(Records from a data source)
- Opening Delimiter -

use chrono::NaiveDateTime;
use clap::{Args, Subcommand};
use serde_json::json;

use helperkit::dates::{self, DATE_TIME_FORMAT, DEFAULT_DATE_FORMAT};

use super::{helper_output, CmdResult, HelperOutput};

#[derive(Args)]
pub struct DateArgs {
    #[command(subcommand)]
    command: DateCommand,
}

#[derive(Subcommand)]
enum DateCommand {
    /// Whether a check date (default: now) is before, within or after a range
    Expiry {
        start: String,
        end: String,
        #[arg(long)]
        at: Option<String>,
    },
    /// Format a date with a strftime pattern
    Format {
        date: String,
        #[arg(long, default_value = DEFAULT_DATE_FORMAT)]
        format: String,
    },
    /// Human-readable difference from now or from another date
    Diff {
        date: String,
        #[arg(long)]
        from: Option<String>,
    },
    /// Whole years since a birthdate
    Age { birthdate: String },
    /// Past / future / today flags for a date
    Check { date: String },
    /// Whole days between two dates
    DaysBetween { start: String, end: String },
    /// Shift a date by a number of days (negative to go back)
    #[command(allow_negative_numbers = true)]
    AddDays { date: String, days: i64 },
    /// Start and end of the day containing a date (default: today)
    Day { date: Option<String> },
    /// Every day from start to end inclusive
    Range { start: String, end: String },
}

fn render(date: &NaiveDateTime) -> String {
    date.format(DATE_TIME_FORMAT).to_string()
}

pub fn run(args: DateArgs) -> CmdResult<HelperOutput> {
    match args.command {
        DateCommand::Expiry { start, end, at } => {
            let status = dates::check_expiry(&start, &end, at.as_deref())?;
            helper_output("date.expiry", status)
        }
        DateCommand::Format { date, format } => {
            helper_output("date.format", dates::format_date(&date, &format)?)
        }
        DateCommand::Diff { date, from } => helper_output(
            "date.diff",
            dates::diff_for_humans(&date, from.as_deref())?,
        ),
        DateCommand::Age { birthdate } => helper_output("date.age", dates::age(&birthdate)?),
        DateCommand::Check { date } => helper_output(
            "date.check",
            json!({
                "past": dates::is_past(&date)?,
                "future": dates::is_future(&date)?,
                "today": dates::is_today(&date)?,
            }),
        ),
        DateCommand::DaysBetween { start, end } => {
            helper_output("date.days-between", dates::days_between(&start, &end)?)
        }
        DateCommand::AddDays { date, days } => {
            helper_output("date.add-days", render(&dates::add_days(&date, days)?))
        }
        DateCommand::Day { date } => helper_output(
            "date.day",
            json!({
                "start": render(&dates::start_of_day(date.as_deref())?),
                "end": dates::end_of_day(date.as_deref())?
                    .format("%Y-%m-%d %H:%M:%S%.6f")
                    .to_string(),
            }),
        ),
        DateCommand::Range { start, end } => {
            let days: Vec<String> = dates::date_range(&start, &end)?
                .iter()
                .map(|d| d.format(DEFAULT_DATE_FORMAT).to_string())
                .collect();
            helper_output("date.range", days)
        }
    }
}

- Closing Delimiter -

▸ **What you will do**: If a line of the entries holds the word "Whole", copy it out.

▸ **Task output**:
    /// Whole years since a birthdate
    /// Whole days between two dates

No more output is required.